Extracted data entries >>
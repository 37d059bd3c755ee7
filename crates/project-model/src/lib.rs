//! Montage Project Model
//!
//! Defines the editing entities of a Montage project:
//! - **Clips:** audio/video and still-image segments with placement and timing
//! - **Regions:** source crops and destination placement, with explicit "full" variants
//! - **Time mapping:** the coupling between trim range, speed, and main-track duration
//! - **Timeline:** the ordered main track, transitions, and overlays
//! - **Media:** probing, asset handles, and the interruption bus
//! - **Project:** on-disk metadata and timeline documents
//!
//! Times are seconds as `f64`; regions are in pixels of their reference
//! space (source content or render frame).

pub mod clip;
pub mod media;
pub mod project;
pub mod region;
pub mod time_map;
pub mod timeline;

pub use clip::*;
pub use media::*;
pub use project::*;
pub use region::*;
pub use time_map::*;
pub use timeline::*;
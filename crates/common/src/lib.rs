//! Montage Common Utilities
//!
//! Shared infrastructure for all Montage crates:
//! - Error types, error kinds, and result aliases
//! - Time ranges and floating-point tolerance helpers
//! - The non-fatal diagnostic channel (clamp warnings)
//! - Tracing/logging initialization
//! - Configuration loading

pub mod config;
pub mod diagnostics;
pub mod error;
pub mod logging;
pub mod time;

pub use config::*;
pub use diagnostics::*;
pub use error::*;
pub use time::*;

WHAT TO WORK ON >> Your job is to give the data above again exactly, in full.

RESULT OF THIS TASK >>
repository 37d059bd3c755ee7
filename crates/project-model/src/lib.rs
//! Montage Project Model
//!
//! Defines the editing entities of a Montage project:
//! - **Clips:** audio/video and still-image segments with placement and timing
//! - **Regions:** source crops and destination placement, with explicit "full" variants
//! - **Time mapping:** the coupling between trim range, speed, and main-track duration
//! - **Timeline:** the ordered main track, transitions, and overlays
//! - **Media:** probing, asset handles, and the interruption bus
//! - **Project:** on-disk metadata and timeline documents
//!
//! Times are seconds as `f64`; regions are in pixels of their reference
//! space (source content or render frame).

pub mod clip;
pub mod media;
pub mod project;
pub mod region;
pub mod time_map;
pub mod timeline;

pub use clip::*;
pub use media::*;
pub use project::*;
pub use region::*;
pub use time_map::*;
pub use timeline::*;
filename crates/common/src/lib.rs
//! Montage Common Utilities
//!
//! Shared infrastructure for all Montage crates:
//! - Error types, error kinds, and result aliases
//! - Time ranges and floating-point tolerance helpers
//! - The non-fatal diagnostic channel (clamp warnings)
//! - Tracing/logging initialization
//! - Configuration loading

pub mod config;
pub mod diagnostics;
pub mod error;
pub mod logging;
pub mod time;

pub use config::*;
pub use diagnostics::*;
pub use error::*;
pub use time::*;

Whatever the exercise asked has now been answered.